Developmental regulation of heat shock proteins: 70.1 in murine embryos and 70.1 and 70.4 in bovine embryos

Heat stress causes embryonic mortality in the bovine and in the mouse. A group of proteins known as heat shock proteins (HSPs) are synthesized in response to heat stress and are thought to enhance cellular thermotolerance. Because gene expression begins at variable developmental stages in postfertilization embryos, early stage embryos may not synthesize heat shock proteins. The hypothesis states that heat shock proteins are not present in the early embryo, thus embryos are susceptible to hyperthermic conditions. In order to detect heat shock gene transcription in a limited number of embryos at early embryonic stages, we developed a 1-tube polymerase chain reaction (PCR) based protocol that minimized RNA loss and enhanced sensitivity of transcription detection. In this protocol, embryonic gDNA was cleaved between primer sites with DNAase; endogenous RNAases were inhibited with a RNAase inhibitor; and RNA integrity was maintained with E. coli rRNA. Samples were reverse transcribed to form cDNA which was then amplified with PCR. The 1-tube protocol was used to synthesize cDNA from mRNA transcripts which were transcribed from a heat inducible heat shock protein gene from murine embryos.
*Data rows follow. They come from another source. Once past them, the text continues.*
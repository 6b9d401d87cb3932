//! Overlapping sliding-window text chunker.
//!
//! Splits document body text into fixed-size [`Chunk`]s of `size` characters,
//! each overlapping its predecessor by `overlap` characters so that context
//! spanning a window boundary is never lost to retrieval.
//!
//! Windows advance by `size - overlap` characters, which gives two useful
//! properties: stripping the first `overlap` characters from every chunk but
//! the first reassembles the input exactly, and text of at most `size`
//! characters yields exactly one chunk equal to the whole text.
//!
//! Each chunk receives a UUID plus a SHA-256 hash of its text for staleness
//! detection across re-ingestion.

use sha2::{Digest, Sha256};
use uuid::Uuid;

use crate::models::Chunk;

/// Split text into overlapping windows of `size` characters.
///
/// Sizes are measured in characters, not bytes; slicing is char-boundary
/// safe for multi-byte input. Chunks are produced left to right with
/// contiguous ranks starting at 0, and trailing content shorter than `size`
/// is kept.
///
/// # Panics
///
/// Panics if `size == 0` or `overlap >= size`. Both are rejected earlier by
/// config validation; violating them here is a caller bug.
pub fn chunk_text(source: &str, text: &str, size: usize, overlap: usize) -> Vec<Chunk> {
    assert!(size > 0, "chunk size must be > 0");
    assert!(overlap < size, "chunk overlap must be smaller than chunk size");

    // Byte offset of every char boundary, with the total length appended so
    // bounds[i]..bounds[j] is always a valid slice of `text`.
    let bounds: Vec<usize> = text
        .char_indices()
        .map(|(offset, _)| offset)
        .chain(std::iter::once(text.len()))
        .collect();
    let char_count = bounds.len() - 1;

    if char_count <= size {
        return vec![make_chunk(source, 0, text)];
    }

    let mut chunks = Vec::new();
    let mut start = 0usize;
    let mut seq: i64 = 0;

    loop {
        let end = (start + size).min(char_count);
        chunks.push(make_chunk(source, seq, &text[bounds[start]..bounds[end]]));
        seq += 1;

        if end == char_count {
            break;
        }
        start = end - overlap;
    }

    chunks
}

fn make_chunk(source: &str, seq: i64, text: &str) -> Chunk {
    let mut hasher = Sha256::new();
    hasher.update(text.as_bytes());
    let hash = format!("{:x}", hasher.finalize());

    Chunk {
        id: Uuid::new_v4().to_string(),
        source: source.to_string(),
        seq,
        text: text.to_string(),
        hash,
    }
}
Transcripts from HSP 70.1 were detected during the first four days of gestation in murine embryos. The 1-tube protocol was also used to identify the presence of mRNA transcripts from two bovine genes HSP 70.1 and 70.4. In these studies, two developmental stages were evaluated in the bovine: prior to the 8 to 16-cell stage (3-5 cells) and at 12-16 cells. Heat shock protein 70.1 transcripts appeared during the 12 to 16-cell stage in both control and heat shocked embryos. Transcription was detected from HSP 70.4 before the 8 to 16-cell stage in both control and heat shocked embryos. However, by the 12 to 16-cell stage, only the control embryos synthesized HSP 70.4 mRNA transcripts. We concluded that the 1-tube protocol was sensitive and allowed detection of both muring and bovine heat shock transcripts during early, thermolabile developmental stages. Detection of HSP 70 transcripts at the earliest stages of development suggests that HSP 70 gene expression may be necessary but was not sufficient to protect embryos from thermal stress.